### What is expected
Among the entries, find the lines with the string "LiveScanner" and copy them.

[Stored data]
════════════════
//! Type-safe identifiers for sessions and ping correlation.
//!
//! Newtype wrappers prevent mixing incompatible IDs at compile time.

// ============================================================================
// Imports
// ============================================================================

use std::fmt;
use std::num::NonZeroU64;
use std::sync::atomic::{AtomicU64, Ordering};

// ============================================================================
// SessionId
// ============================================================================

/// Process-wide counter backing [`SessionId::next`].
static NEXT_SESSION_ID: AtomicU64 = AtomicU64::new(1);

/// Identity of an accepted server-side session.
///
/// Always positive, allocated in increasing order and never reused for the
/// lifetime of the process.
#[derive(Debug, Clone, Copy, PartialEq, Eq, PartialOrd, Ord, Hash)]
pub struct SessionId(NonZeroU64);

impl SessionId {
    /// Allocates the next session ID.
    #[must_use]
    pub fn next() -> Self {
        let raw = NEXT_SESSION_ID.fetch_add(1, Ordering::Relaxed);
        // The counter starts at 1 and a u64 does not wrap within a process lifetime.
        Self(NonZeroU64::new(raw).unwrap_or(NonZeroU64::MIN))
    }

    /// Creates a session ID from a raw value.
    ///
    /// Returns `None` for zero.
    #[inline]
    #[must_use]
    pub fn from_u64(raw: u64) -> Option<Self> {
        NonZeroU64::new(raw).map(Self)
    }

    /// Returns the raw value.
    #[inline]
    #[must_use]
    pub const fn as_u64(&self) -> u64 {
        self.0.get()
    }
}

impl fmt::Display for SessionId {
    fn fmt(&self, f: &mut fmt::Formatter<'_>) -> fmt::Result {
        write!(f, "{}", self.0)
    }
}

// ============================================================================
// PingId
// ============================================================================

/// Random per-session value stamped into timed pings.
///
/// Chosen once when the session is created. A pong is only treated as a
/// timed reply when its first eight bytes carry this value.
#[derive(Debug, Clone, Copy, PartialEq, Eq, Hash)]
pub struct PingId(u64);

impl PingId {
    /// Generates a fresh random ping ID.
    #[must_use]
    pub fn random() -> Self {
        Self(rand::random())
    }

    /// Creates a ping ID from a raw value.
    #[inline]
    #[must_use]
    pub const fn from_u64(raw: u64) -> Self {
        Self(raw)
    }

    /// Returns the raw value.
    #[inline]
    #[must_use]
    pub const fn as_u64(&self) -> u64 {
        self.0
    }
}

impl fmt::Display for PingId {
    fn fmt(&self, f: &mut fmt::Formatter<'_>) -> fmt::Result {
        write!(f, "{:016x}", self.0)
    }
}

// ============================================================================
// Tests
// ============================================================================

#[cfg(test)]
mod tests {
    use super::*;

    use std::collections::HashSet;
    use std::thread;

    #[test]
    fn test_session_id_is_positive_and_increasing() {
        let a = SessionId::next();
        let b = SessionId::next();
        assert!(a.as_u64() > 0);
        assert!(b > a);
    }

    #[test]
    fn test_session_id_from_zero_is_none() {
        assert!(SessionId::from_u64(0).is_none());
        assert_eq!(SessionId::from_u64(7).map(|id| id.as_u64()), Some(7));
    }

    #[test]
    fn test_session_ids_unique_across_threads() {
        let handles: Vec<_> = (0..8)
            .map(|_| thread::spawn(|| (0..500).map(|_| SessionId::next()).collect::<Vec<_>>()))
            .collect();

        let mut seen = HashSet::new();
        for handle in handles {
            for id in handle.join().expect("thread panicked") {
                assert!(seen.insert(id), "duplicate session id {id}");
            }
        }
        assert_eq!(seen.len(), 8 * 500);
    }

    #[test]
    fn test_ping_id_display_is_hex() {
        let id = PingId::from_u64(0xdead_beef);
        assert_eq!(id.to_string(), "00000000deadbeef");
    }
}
════════════════
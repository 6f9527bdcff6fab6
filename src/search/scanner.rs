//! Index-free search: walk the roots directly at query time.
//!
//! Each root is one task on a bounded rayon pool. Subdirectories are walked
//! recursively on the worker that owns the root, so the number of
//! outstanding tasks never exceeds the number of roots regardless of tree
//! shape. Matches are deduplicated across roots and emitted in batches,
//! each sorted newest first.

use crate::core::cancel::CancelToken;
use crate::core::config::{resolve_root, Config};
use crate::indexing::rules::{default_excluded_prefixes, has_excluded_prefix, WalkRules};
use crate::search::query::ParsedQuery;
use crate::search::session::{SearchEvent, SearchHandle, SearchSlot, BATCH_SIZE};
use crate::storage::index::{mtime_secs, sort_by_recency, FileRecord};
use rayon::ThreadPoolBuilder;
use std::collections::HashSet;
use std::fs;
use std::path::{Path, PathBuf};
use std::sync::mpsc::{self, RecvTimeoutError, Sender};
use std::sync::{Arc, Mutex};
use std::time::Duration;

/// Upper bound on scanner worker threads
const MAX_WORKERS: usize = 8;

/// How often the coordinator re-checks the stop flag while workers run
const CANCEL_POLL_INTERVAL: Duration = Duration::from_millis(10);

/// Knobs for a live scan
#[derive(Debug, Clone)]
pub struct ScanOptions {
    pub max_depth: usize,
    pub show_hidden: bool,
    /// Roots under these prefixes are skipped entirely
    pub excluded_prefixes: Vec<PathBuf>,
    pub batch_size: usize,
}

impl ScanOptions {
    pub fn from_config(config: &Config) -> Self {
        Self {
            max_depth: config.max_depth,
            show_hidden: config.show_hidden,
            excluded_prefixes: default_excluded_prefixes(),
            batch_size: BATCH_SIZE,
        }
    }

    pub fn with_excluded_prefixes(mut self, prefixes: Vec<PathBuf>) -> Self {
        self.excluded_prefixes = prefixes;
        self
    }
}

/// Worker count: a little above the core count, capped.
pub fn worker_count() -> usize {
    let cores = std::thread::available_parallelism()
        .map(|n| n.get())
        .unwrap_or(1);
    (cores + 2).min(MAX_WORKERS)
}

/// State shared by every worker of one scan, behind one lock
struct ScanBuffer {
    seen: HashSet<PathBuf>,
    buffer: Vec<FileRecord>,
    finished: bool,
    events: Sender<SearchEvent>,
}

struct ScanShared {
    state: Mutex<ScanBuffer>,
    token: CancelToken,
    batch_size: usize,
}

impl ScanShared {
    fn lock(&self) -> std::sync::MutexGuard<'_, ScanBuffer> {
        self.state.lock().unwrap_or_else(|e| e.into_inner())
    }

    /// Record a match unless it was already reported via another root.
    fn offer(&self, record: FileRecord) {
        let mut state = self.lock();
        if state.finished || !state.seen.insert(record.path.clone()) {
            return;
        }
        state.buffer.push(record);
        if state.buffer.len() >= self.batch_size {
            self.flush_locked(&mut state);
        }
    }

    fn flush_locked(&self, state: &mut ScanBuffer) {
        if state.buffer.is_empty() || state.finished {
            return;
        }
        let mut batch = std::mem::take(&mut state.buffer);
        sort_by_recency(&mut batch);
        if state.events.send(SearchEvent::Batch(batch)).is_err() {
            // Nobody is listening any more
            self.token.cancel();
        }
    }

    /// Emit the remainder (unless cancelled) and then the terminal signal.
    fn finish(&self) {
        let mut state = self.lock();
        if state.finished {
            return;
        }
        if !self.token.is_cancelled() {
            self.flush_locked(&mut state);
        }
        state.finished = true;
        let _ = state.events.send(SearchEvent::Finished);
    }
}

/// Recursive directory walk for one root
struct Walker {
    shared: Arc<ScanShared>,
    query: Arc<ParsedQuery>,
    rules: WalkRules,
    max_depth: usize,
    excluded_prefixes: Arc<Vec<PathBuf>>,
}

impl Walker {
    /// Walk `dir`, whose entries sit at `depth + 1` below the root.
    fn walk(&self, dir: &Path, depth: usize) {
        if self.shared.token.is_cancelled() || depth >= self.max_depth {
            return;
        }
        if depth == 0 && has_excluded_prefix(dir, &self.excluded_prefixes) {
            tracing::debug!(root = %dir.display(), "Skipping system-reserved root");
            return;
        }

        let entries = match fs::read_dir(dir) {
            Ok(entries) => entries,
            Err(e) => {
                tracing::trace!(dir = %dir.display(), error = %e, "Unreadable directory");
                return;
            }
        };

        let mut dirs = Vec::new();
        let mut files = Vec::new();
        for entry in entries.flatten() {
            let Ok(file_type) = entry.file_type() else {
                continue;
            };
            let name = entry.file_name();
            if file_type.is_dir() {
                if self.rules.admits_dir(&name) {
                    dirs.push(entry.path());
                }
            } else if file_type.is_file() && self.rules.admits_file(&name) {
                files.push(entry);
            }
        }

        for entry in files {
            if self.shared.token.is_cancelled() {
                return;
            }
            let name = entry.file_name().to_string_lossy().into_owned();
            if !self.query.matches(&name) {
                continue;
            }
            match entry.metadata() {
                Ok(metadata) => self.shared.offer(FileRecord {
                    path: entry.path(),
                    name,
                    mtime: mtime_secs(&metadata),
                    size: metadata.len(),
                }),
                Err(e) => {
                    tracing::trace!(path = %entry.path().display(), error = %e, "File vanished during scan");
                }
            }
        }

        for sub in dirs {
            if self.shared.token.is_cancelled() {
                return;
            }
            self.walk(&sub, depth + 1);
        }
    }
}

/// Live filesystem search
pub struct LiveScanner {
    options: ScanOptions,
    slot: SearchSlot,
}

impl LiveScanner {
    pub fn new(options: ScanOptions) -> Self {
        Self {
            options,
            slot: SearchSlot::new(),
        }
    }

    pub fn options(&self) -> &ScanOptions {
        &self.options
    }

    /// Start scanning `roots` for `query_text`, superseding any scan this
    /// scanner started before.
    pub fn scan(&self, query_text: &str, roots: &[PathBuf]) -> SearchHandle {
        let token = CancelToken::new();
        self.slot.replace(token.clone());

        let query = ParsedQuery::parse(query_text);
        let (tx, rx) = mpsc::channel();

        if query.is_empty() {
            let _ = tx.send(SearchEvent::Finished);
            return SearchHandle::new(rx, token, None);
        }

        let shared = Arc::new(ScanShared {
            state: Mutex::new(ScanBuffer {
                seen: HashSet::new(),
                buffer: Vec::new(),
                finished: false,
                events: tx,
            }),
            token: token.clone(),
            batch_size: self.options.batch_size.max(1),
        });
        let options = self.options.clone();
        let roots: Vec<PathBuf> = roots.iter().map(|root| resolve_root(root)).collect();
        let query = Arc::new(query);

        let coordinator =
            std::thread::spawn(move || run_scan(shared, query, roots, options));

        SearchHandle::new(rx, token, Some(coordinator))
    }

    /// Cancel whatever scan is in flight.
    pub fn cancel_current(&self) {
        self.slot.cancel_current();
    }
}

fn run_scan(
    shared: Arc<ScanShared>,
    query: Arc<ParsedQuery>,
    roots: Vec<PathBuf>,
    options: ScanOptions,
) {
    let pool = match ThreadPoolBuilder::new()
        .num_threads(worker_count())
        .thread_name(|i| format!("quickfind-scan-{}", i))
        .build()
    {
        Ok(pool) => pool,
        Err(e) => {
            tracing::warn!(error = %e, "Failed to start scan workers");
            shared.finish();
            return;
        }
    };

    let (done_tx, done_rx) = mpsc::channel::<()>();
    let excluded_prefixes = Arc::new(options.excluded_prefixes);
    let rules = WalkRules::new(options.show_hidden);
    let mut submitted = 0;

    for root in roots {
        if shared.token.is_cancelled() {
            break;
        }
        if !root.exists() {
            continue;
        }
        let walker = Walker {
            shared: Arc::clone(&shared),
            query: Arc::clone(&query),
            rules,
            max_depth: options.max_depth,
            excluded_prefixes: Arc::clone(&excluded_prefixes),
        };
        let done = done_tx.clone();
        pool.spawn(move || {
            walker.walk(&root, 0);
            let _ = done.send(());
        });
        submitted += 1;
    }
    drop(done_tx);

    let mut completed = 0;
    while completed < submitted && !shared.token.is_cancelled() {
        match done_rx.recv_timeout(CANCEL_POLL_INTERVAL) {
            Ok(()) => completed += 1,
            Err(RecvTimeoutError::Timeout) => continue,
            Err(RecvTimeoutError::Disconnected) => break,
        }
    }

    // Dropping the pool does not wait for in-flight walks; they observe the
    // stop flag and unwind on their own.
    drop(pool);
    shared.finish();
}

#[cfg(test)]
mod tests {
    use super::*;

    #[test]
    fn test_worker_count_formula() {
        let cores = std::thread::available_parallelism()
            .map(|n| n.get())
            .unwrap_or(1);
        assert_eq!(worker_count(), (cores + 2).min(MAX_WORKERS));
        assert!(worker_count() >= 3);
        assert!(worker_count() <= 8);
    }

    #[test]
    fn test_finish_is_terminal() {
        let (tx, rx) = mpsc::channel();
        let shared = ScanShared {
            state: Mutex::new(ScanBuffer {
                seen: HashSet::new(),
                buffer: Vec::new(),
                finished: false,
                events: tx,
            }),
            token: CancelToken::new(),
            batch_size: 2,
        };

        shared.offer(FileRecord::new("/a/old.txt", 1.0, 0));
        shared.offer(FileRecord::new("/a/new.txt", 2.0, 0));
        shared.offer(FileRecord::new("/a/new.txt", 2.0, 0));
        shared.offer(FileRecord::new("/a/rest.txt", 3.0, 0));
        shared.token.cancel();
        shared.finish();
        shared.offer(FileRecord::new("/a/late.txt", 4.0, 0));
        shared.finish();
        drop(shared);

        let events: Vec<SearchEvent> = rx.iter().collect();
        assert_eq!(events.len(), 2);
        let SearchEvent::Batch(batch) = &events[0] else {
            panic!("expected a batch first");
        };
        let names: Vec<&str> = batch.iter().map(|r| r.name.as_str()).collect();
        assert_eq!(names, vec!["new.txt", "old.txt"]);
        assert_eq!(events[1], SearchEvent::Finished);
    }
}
════════════════
### Written answer
pub struct LiveScanner {
impl LiveScanner {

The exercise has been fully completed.